Mechanical loading is essential for skeletal growth, maintenance, and repair, yet the mechanisms that regulate bone mechanoadaptation remain incompletely understood. Yes-associated protein (YAP) and transcriptional co-activator with PDZ-binding motif (TAZ), downstream of the Hippo pathway, are emerging regulators of bone cell biology, but their in vivo role in skeletal mechanoadaptation has not been fully defined.

To address this, we combined pharmacological inhibition of YAP/TAZ with models of prenatal and postnatal C57BL/6 mice. We began with a short in vivo study to test the effectiveness of verteporfin (VP) in suppressing YAP/TAZ activity and to optimize dynamic histomorphometry and high-resolution osteocyte imaging. VP is a small-molecule inhibitor that interferes with YAP/TAZ–TEAD transcriptional activity. Next, we examined prenatal load-induced bone formation using an ex vivo bioreactor system, in which E15.5 embryonic hindlimbs were subjected to cyclic compression to induce ossification of the primary centers. Samples were also cultured in media containing VP to test whether YAP/TAZ inhibition suppresses load-induced prenatal bone formation.
Finally, we investigated adult mechanoadaptation using a cyclic compressive in vivo tibial loading model in C57BL/6 mice. Animals were injected with DMSO (vehicle), VP, or MGH-CP1 (CP1) and loaded over two weeks. CP1 is a TEAD autopalmitoylation inhibitor that suppresses YAP/TAZ–TEAD transcriptional activity.

Our results demonstrated that YAP/TAZ inhibition abrogated load-induced bone formation. Prenatally, rudiment mineral lengthening was suppressed. In adults, the anabolic effects of loading—increased periosteal and endosteal bone formation parameters, cortical thickness, and trabecular architecture were supprerssed when YAP/TAZ were inhibited. Mechanical loading increased the fraction of positively labeled osteocyte lacunae and enhanced osteocyte cytoskeletal branching, but these effects were abolished under VP or CP1 treatment.

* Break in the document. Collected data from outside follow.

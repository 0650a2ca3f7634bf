//! Page to canvas coordinate translation.

/// A point in page coordinates, as reported by a drop event.
#[derive(Debug, Clone, Copy, PartialEq, Default)]
#[cfg_attr(feature = "serde", derive(serde::Serialize, serde::Deserialize))]
pub struct PagePosition {
    pub x: f64,
    pub y: f64,
}

impl PagePosition {
    pub const fn new(x: f64, y: f64) -> Self {
        Self { x, y }
    }
}

/// A point in canvas-local render coordinates.
#[derive(Debug, Clone, Copy, PartialEq, Default)]
#[cfg_attr(feature = "serde", derive(serde::Serialize, serde::Deserialize))]
pub struct CanvasPosition {
    pub x: f64,
    pub y: f64,
}

impl CanvasPosition {
    /// Canvas origin (top-left corner).
    pub const ORIGIN: Self = Self { x: 0.0, y: 0.0 };

    pub const fn new(x: f64, y: f64) -> Self {
        Self { x, y }
    }
}

/// Translates drop points into canvas coordinates.
///
/// The side panel width is measured once, when the view is built, and stays
/// fixed for the lifetime of the adapter.
#[derive(Debug, Clone, Copy, PartialEq, Default)]
pub struct CoordinateAdapter {
    side_panel_width: f64,
}

impl CoordinateAdapter {
    /// Create an adapter for a side panel of the given width.
    pub const fn new(side_panel_width: f64) -> Self {
        Self { side_panel_width }
    }

    /// Adapter for a layout without a side panel.
    pub const fn without_side_panel() -> Self {
        Self::new(0.0)
    }

    /// Width subtracted from every horizontal coordinate.
    pub const fn side_panel_width(&self) -> f64 {
        self.side_panel_width
    }

    /// Convert a page point to canvas coordinates.
    pub fn to_canvas_position(&self, page_x: f64, page_y: f64) -> CanvasPosition {
        CanvasPosition::new(page_x - self.side_panel_width, page_y)
    }

    /// Convert a [`PagePosition`] to canvas coordinates.
    pub fn translate(&self, page: PagePosition) -> CanvasPosition {
        self.to_canvas_position(page.x, page.y)
    }
}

Finally, we confirmed the mechanosensitivity of bone marrow cells: loading upregulated Cyr61 and Ctgf, well-established YAP/TAZ target genes, but this response was suppressed by VP or CP1.

These findings establish YAP/TAZ as critical regulators of load-induced bone formation across developmental stages. By coordinating mechanosensitive responses among osteoblasts, osteoclasts, osteocytes, and marrow stromal cells, YAP/TAZ act as central regulators of skeletal mechanotransduction. This work not only provides mechanistic insight into the cellular basis of bone mechanoadaptation but also highlights YAP/TAZ as potential therapeutic targets in conditions of skeletal fragility, including osteoporosis and osteogenesis imperfecta.